How many lines below include the string "Some"? State the number alone.

**Dataset content**
-- -- --

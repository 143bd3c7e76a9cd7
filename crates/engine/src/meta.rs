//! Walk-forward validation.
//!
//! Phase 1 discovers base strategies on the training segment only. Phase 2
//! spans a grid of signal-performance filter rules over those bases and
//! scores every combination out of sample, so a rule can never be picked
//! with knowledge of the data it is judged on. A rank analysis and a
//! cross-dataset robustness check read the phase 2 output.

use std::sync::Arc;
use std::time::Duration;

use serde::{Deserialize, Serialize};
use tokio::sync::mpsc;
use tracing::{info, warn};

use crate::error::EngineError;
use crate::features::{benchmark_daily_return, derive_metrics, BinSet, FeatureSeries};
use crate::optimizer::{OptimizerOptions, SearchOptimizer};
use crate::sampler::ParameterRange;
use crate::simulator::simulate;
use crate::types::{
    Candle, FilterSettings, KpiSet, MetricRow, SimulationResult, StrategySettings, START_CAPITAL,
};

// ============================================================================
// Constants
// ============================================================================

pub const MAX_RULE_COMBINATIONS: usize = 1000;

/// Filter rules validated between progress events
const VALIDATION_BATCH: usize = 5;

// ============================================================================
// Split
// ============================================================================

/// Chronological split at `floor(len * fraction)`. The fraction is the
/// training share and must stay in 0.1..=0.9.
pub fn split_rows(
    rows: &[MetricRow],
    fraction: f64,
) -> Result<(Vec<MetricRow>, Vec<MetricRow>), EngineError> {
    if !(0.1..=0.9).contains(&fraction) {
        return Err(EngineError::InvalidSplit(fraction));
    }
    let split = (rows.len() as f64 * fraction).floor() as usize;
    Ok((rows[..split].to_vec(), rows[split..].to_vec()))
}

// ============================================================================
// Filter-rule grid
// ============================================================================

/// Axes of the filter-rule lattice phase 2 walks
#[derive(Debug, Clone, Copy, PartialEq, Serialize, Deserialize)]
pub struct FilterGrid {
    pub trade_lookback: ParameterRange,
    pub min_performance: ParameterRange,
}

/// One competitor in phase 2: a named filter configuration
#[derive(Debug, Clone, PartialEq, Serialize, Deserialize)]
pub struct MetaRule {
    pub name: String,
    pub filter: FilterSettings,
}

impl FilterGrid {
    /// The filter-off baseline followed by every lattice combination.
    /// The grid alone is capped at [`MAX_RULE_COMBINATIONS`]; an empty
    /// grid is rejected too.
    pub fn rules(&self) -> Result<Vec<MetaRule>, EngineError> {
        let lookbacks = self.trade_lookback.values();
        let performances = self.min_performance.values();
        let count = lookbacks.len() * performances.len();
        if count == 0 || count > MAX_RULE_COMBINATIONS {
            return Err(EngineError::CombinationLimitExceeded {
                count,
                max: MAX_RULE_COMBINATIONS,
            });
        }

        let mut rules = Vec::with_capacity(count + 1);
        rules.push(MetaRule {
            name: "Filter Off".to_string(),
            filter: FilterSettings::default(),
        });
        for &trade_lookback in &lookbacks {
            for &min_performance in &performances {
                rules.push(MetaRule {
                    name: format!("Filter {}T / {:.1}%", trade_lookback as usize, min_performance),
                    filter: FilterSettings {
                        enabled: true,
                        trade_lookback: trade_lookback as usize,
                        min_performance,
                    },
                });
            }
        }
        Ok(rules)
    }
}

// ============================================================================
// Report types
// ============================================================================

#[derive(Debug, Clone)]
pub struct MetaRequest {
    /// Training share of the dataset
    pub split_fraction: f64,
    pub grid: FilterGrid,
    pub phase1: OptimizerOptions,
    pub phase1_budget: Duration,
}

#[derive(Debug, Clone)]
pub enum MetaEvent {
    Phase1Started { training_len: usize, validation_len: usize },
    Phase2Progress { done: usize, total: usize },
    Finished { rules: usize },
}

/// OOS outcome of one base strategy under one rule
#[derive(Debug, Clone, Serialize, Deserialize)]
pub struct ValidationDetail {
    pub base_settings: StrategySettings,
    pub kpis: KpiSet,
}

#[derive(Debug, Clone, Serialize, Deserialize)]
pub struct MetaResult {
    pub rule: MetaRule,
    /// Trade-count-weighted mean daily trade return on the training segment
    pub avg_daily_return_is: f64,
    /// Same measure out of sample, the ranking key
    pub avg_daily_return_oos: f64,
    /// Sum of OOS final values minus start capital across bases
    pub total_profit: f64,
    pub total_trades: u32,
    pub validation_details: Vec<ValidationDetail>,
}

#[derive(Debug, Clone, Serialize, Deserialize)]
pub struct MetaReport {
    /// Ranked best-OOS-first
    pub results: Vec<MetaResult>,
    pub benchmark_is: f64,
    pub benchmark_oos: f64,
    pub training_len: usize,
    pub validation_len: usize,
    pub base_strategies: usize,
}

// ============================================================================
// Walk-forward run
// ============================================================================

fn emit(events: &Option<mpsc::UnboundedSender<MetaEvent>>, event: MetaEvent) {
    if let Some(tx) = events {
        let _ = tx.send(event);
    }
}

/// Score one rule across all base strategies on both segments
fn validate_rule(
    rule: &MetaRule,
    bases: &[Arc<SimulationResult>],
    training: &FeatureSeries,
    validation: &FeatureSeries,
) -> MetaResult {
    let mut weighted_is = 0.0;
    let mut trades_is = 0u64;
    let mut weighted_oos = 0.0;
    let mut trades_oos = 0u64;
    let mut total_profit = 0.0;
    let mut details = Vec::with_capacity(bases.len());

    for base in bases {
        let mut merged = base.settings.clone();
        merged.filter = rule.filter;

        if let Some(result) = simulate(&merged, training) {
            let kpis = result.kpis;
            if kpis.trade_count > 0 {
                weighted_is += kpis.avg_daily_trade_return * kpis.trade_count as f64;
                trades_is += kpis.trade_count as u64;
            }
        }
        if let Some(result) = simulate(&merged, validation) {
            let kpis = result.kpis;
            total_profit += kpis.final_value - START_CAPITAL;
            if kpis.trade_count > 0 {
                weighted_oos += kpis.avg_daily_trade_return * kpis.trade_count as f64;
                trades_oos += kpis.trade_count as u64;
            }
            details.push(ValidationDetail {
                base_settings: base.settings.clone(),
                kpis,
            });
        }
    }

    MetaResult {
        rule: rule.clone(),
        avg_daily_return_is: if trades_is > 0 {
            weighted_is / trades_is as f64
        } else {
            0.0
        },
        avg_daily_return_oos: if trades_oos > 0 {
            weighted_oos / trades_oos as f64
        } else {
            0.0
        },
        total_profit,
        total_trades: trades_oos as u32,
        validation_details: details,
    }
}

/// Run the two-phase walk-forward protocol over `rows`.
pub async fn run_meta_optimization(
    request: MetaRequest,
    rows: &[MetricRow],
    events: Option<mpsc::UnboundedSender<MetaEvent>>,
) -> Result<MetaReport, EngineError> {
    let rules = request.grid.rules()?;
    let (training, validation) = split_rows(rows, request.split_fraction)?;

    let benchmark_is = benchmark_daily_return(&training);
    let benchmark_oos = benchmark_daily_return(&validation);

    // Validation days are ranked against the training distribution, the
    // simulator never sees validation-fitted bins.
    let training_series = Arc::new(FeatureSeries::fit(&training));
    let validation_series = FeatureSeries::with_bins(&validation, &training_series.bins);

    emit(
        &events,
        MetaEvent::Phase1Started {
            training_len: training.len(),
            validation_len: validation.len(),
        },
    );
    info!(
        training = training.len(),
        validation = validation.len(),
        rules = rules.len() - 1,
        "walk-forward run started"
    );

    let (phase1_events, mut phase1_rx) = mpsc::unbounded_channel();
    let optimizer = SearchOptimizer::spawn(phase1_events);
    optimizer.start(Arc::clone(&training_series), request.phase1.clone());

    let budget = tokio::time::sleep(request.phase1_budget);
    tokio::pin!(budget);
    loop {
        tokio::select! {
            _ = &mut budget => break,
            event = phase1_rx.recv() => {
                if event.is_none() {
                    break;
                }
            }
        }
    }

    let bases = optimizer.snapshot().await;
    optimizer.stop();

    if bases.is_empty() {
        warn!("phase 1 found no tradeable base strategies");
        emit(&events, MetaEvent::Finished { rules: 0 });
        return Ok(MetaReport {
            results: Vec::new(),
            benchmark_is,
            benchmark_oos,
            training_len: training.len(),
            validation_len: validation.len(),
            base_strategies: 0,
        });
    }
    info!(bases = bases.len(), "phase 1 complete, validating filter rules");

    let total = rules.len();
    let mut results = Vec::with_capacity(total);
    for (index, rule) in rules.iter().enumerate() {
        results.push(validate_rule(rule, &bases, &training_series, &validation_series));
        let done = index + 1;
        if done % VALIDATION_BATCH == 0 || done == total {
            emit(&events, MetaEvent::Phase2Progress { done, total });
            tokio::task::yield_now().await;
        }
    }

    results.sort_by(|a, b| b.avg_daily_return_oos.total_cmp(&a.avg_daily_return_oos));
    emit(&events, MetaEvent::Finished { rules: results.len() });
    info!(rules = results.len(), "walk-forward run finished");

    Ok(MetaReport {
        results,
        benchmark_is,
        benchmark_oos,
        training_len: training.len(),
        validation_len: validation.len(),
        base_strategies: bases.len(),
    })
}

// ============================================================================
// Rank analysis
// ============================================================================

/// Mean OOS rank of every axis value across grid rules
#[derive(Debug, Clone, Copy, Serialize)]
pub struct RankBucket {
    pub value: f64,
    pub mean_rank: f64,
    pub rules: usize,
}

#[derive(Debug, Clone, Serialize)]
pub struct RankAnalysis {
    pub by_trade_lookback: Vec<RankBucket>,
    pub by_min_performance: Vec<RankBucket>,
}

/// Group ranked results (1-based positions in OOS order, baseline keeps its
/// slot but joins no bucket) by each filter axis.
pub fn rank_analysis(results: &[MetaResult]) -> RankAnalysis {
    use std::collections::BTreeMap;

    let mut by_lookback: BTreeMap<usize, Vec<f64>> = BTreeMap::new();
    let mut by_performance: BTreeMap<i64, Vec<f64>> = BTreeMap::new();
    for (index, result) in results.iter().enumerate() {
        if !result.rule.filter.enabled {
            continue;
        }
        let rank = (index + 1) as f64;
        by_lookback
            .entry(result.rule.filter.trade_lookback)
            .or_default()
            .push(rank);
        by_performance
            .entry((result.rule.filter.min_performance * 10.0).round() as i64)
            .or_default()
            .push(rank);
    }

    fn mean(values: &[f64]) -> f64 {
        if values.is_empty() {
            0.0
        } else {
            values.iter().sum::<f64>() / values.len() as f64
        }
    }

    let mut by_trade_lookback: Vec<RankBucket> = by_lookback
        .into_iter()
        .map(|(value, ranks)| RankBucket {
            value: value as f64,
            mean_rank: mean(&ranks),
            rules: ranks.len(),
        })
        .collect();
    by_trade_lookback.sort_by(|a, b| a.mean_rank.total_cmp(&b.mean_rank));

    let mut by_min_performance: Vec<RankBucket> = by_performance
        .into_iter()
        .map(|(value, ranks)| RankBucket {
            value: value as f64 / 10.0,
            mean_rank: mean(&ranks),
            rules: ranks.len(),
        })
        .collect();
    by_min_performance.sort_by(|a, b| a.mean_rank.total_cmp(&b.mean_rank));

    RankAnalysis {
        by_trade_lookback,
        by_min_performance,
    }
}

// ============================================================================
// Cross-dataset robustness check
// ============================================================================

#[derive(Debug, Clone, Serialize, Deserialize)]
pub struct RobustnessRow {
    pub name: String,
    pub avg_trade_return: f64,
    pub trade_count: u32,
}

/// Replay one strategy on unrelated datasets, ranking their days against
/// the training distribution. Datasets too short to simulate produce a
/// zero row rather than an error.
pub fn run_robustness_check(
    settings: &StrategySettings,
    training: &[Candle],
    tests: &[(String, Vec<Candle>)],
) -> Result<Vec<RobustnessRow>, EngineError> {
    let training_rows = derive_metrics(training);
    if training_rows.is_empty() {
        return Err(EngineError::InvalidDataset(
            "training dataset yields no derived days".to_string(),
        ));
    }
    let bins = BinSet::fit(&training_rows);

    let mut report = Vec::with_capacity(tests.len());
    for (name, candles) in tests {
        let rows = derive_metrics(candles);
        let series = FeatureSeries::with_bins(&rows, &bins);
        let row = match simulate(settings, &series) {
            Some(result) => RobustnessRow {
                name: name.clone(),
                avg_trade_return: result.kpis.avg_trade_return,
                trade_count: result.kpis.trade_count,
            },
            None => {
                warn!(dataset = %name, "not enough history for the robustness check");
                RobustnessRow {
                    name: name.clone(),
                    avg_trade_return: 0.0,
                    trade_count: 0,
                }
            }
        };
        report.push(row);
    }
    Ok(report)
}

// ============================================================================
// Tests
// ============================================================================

-- -- --

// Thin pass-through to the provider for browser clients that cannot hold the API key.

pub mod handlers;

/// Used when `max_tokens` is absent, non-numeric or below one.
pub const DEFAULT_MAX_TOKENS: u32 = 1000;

-- -- --

**Finished task**
4